Sunday, 14 February 2016

GUEST POST: Confessions of my Past, Present and Future #24 - Christina Bergling


Confessions of my Past, Present and Future

by

Christina Bergling


The Past


My literary past, the origin of my love of horror belonged, without a doubt, to R. L. Stine. I was infatuated with and collected the Goosebumps series.

Somewhere in my basement, this collection lurked in the dark for my children to grow old enough (until I began working on this feature and went and dug them out to wallow in memories).




From The Curse of the Mummy’s Tomb to Be Careful What You Wish For to The Cuckoo Clock of Doom, I devoured these books as soon as I lay hands on them. Usually, I would sprint through the length of the story in a single sitting. Then I read them over and over until I owned the next one. I occupied the protagonist’s skin; I lived in the world inside those pages. Simply, the books consumed me.

The Goosebumps series established a special place in my heart and in my mind. Even as I grew older, it lingered. R. L. Stine had a series for “older” children, Fear Street, and while I did enjoy the books, the connection was not the same. There was something special about the Goosebumps books, either in how they resonated with me or in the place I was in when I met them.

My infatuation with the Goosebumps books did coincide with the discovery of my love for writing, both around fourth grade in elementary school. I blazed through every book I could get my hands on, and if I enjoyed it, I would read it over and over until the pages wore thin. Goosebumps offered a safe mixture of the Halloween, mild horror, and macabre I was learning that I loved. I found myself writing stories reminiscent of the style and singing the pen name C. M. Bergling.

The inspiration I drew out of the Goosebumps book was horror in the everyday. In each book, R. L. Stine crafted fright and unnerve out of the mundane everyday situations of my age group. A Halloween costume, piano lessons, the school auditorium. These things were familiar, things I could relate to and that were also in no way innately terrifying. The talent and the draw was transforming these innocuous elements into something heinous, haunted, or villain.

Reading these books made me look at my daily life differently, caused me to imagine the horror living below the veneer of the normal sunny world. Anything could be made scary, and that opened my writing world to limitless possibilities.

Just writing this minute glimpse into my past had me digging through the basement to unearth my box of Goosebumps books to give to my daughter, who is still only four and may not even end up liking horror. The nostalgia at glancing over the cover art and smelling those pages was palpable. When I touched the books again, I was eleven years old, curled up on the hideous floral couch in our living room, listening to my mother clean the kitchen. The memories remain vivid, clearly reiterating what an effect this series had on me.





The Present


Unfortunately, my present has not allotted any time for reading. At all. Ever since I had two babies and added the career of published author to my existing day job, my reading ingest includes board books, Disney princesses, and Dr. Seuss. I could write (at length) about my children’s books preferences as to which do not feature an airhead princess or a moron farm animal and which teach my children something I might actually want them to emulate and which do not make me want to kill myself. Yet the children’s genre is not one I would consider influential on my brain as a reader or my own writing.

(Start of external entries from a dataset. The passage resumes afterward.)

//! SQLite sink.

use async_trait::async_trait;
use docsync_core::{canonical_timestamp, Column, ColumnType, Dialect, Value};
use sqlx::sqlite::{Sqlite, SqliteArguments};
use sqlx::query::Query;
use sqlx::SqlitePool;

use super::{Cell, RelationalSink, Row, SinkError};

const DIALECT: Dialect = Dialect::Sqlite;

pub struct SqliteSink {
    pool: SqlitePool,
}

impl SqliteSink {
    pub fn new(pool: SqlitePool) -> Self {
        Self { pool }
    }

    pub fn pool(&self) -> &SqlitePool {
        &self.pool
    }
}

fn bind_cell<'q>(
    query: Query<'q, Sqlite, SqliteArguments<'q>>,
    cell: &'q Cell,
) -> Query<'q, Sqlite, SqliteArguments<'q>> {
    match (&cell.value, cell.column_type) {
        (Value::Null, ColumnType::Boolean) => query.bind(None::<bool>),
        (Value::Null, ColumnType::Integer | ColumnType::BigInt) => query.bind(None::<i64>),
        (Value::Null, ColumnType::Numeric) => query.bind(None::<f64>),
        (Value::Null, ColumnType::Text) => query.bind(None::<String>),
        (Value::Bool(b), _) => query.bind(*b),
        (Value::Int(i), _) => query.bind(*i),
        (Value::Float(f), _) => query.bind(*f),
        (Value::Text(s), _) => query.bind(s.as_str()),
        (Value::Timestamp(ts), _) => query.bind(canonical_timestamp(ts)),
    }
}

#[async_trait]
impl RelationalSink for SqliteSink {
    fn dialect(&self) -> Dialect {
        DIALECT
    }

    async fn create_relation(&self, relation: &str) -> Result<(), SinkError> {
        sqlx::query(&DIALECT.create_relation(relation))
            .execute(&self.pool)
            .await
            .map_err(|e| SinkError::schema(relation, None, e))?;
        Ok(())
    }

    async fn load_columns(&self, relation: &str) -> Result<Vec<Column>, SinkError> {
        let rows: Vec<(String, String)> = sqlx::query_as(DIALECT.list_columns())
            .bind(relation)
            .fetch_all(&self.pool)
            .await?;

        Ok(rows
            .into_iter()
            .map(|(name, data_type)| Column::new(name, ColumnType::from_catalog(&data_type)))
            .collect())
    }

    async fn add_column(&self, relation: &str, column: &Column) -> Result<(), SinkError> {
        match sqlx::query(&DIALECT.add_column(relation, column))
            .execute(&self.pool)
            .await
        {
            Ok(_) => Ok(()),
            // SQLite has no ADD COLUMN IF NOT EXISTS.
            Err(sqlx::Error::Database(db)) if db.message().contains("duplicate column name") => {
                Ok(())
            }
            Err(e) => Err(SinkError::schema(relation, Some(&column.name), e)),
        }
    }

    async fn retype_column_to_text(&self, relation: &str, column: &str) -> Result<(), SinkError> {
        match DIALECT.retype_to_text(relation, column) {
            Some(sql) => {
                sqlx::query(&sql)
                    .execute(&self.pool)
                    .await
                    .map_err(|e| SinkError::schema(relation, Some(column), e))?;
                Ok(())
            }
            None => Err(SinkError::SchemaEvolution {
                relation: relation.to_string(),
                column: Some(column.to_string()),
                message: "SQLite cannot change a column's type".to_string(),
            }),
        }
    }

    async fn upsert(&self, relation: &str, row: &Row) -> Result<(), SinkError> {
        let columns: Vec<&str> = row.cells.iter().map(|c| c.column.as_str()).collect();
        let sql = DIALECT.upsert(relation, &columns);

        let mut query = sqlx::query(&sql).bind(row.natural_key.as_str());
        for cell in &row.cells {
            query = bind_cell(query, cell);
        }

        query
            .execute(&self.pool)
            .await
            .map_err(|e| SinkError::write(relation, e))?;
        Ok(())
    }

    async fn count_rows(&self, relation: &str) -> Result<i64, SinkError> {
        let (count,): (i64,) = sqlx::query_as(&DIALECT.count_rows(relation))
            .fetch_one(&self.pool)
            .await?;
        Ok(count)
    }
}
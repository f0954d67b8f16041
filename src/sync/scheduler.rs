//! The polling sync loop.
//!
//! Each cycle lists the source's collections and fully rescans every one of
//! them. No cursor is kept between cycles; idempotent upserts make the rescan
//! safe.

use std::sync::{Arc, Mutex};
use std::time::Duration;

use docsync_core::relation_name;
use futures::stream::{self, StreamExt};
use tokio_util::sync::CancellationToken;
use tracing::{debug, error, info, warn};

use super::reconciler::{SchemaLocks, SchemaReconciler};
use super::report::{CollectionReport, CycleReport, DocumentFailure, FailureKind};
use super::translator::Translator;
use super::writer::UpsertWriter;
use crate::db::{RelationalSink, SinkError};
use crate::source::{DocumentSource, SourceError};

pub const DEFAULT_POLL_INTERVAL: Duration = Duration::from_secs(5);

#[derive(Debug, Clone, Copy, PartialEq, Eq)]
pub enum SchedulerState {
    Idle,
    Discovering,
    PerCollectionSync,
    Sleeping,
}

#[derive(Debug, Clone)]
pub struct SchedulerConfig {
    /// Pause between the end of one cycle and the start of the next.
    pub interval: Duration,
    pub max_concurrent_collections: usize,
}

impl Default for SchedulerConfig {
    fn default() -> Self {
        Self {
            interval: DEFAULT_POLL_INTERVAL,
            max_concurrent_collections: 1,
        }
    }
}

pub struct SyncScheduler {
    source: Arc<dyn DocumentSource>,
    reconciler: SchemaReconciler,
    writer: UpsertWriter,
    config: SchedulerConfig,
    state: Mutex<SchedulerState>,
}

impl SyncScheduler {
    pub fn new(
        source: Arc<dyn DocumentSource>,
        sink: Arc<dyn RelationalSink>,
        config: SchedulerConfig,
    ) -> Self {
        Self {
            source,
            reconciler: SchemaReconciler::new(sink.clone(), SchemaLocks::new()),
            writer: UpsertWriter::new(sink),
            config,
            state: Mutex::new(SchedulerState::Idle),
        }
    }

    pub fn state(&self) -> SchedulerState {
        *self.state.lock().unwrap_or_else(|e| e.into_inner())
    }

    fn set_state(&self, next: SchedulerState) {
        let mut state = self.state.lock().unwrap_or_else(|e| e.into_inner());
        let previous = *state;
        if previous != next {
            debug!(from = ?previous, to = ?next, "Scheduler state change");
            *state = next;
        }
    }

    /// Runs cycles until `cancel` fires.
    ///
    /// A source error in the first cycle is returned, since it means the
    /// source was never reachable. Later cycle errors are logged and the loop
    /// carries on.
    pub async fn run(&self, cancel: CancellationToken) -> Result<(), SourceError> {
        info!(
            interval_secs = self.config.interval.as_secs_f64(),
            "Starting sync loop"
        );
        let mut first_cycle = true;

        loop {
            match self.run_cycle(&cancel).await {
                Ok(report) => {
                    info!(
                        collections = report.collections.len(),
                        documents = report.documents_read(),
                        written = report.rows_written(),
                        failures = report.document_failures().count(),
                        "Cycle complete"
                    );
                }
                Err(SourceError::Cancelled) => {}
                Err(e) if first_cycle => {
                    self.set_state(SchedulerState::Idle);
                    return Err(e);
                }
                Err(e) => error!(error = %e, "Cycle failed"),
            }
            first_cycle = false;

            if cancel.is_cancelled() {
                break;
            }

            self.set_state(SchedulerState::Sleeping);
            tokio::select! {
                _ = cancel.cancelled() => break,
                _ = tokio::time::sleep(self.config.interval) => {}
            }
        }

        self.set_state(SchedulerState::Idle);
        info!("Sync loop stopped");
        Ok(())
    }

    /// Performs one discovery-and-sync pass.
    pub async fn run_cycle(&self, cancel: &CancellationToken) -> Result<CycleReport, SourceError> {
        self.set_state(SchedulerState::Discovering);
        let collections = self.source.list_collections().await?;
        debug!(count = collections.len(), "Discovered collections");

        self.set_state(SchedulerState::PerCollectionSync);
        let concurrency = self.config.max_concurrent_collections.max(1);
        let mut reports: Vec<CollectionReport> = stream::iter(collections)
            .map(|collection| async move { self.sync_collection(&collection, cancel).await })
            .buffer_unordered(concurrency)
            .collect()
            .await;
        reports.sort_by(|a, b| a.collection.cmp(&b.collection));

        Ok(CycleReport {
            collections: reports,
            cancelled: cancel.is_cancelled(),
        })
    }

    async fn sync_collection(&self, collection: &str, cancel: &CancellationToken) -> CollectionReport {
        let relation = relation_name(collection);
        let mut report = CollectionReport::new(collection, &relation);
        if cancel.is_cancelled() {
            return report;
        }

        let sample = match self.source.find_one(collection).await {
            Ok(Some(doc)) => doc,
            Ok(None) => {
                debug!(collection = %collection, "Empty collection, skipping");
                return report;
            }
            Err(e) => return aborted(report, e.to_string()),
        };

        let mut cache = match self.reconciler.load(&relation).await {
            Ok(cache) => cache,
            Err(e) => return aborted(report, e.to_string()),
        };
        if let Err(e) = self.reconciler.reconcile(&mut cache, &sample).await {
            return aborted(report, e.to_string());
        }

        let documents = match self.source.find_all(collection).await {
            Ok(docs) => docs,
            Err(e) => return aborted(report, e.to_string()),
        };
        report.documents_read = documents.len();

        let translator = Translator::new(&self.reconciler);
        for doc in documents {
            if cancel.is_cancelled() {
                debug!(collection = %collection, "Cancelled between documents");
                break;
            }

            let row = match translator.translate(collection, &mut cache, doc).await {
                Ok(row) => row,
                Err(failure) => {
                    warn!(
                        collection = %collection,
                        id = ?failure.document_id,
                        kind = %failure.kind,
                        error = %failure.message,
                        "Rejected document"
                    );
                    report.document_failures.push(failure);
                    continue;
                }
            };

            match self.writer.write(&relation, &row).await {
                Ok(()) => report.rows_written += 1,
                Err(SinkError::Cancelled) => {
                    report.document_failures.push(DocumentFailure::new(
                        collection,
                        Some(row.natural_key),
                        FailureKind::Interrupted,
                        "write abandoned during shutdown",
                    ));
                    break;
                }
                Err(e) => report.document_failures.push(DocumentFailure::new(
                    collection,
                    Some(row.natural_key),
                    FailureKind::Write,
                    e.to_string(),
                )),
            }
        }

        report.columns_added = cache.added().to_vec();
        report.schema_failures = cache.failures().to_vec();

        info!(
            collection = %collection,
            relation = %relation,
            read = report.documents_read,
            written = report.rows_written,
            "Synced collection"
        );
        report
    }
}

fn aborted(mut report: CollectionReport, reason: String) -> CollectionReport {
    warn!(collection = %report.collection, error = %reason, "Collection sync aborted");
    report.aborted = Some(reason);
    report
}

I truly miss reading. The void has left part of my mind dormant and a part of my soul vacant. Reading has been an integral part of my life since I learned how to decode the symbols on the page. There simply are not enough hours in the day. Yet, for now, my own writing and my young family take priority. Instead, I will identify the paradigm-shifting books I read in my adulthood.

I have always enjoyed Stephen King, from my youth spent picking through the local library to the present on the glowing screen of my Kindle. I do not care that he has ascended to household name and pop fiction. I do not care that he so often takes his plot one step too far at the end. He lures me into unnumbered other worlds, and I consider that a consistent success.

His definitive work for me, the novel that impacted me and my own writing, was Gerald’s Game. This book had me wrapped around the cover with a white knuckle grip; I could gnaw on the suspense between my clenched teeth.

Gerald’s Game taught me that nothing has to happen to create fear; sometimes terror exists in the void and in the quiet. The prose also conveyed that just being trapped could be the most debilitating scenario.




King lived inside his narrator’s terrified mind, and the psychological flow of that approach mesmerized me. I found myself there with her, handcuffed to the bed inside her skin, just as terrified as her thoughts I was reading. This reading experience greatly influenced my much later work The Waning.

Richard Matheson was a horror master long before I was even born. However, I did not finally read I Am Legend until I was an adult. While the story arguably defined both the post-apocalyptic and zombie genres when it was published, by the time I read it, it redefined these saturated and played out genres for me.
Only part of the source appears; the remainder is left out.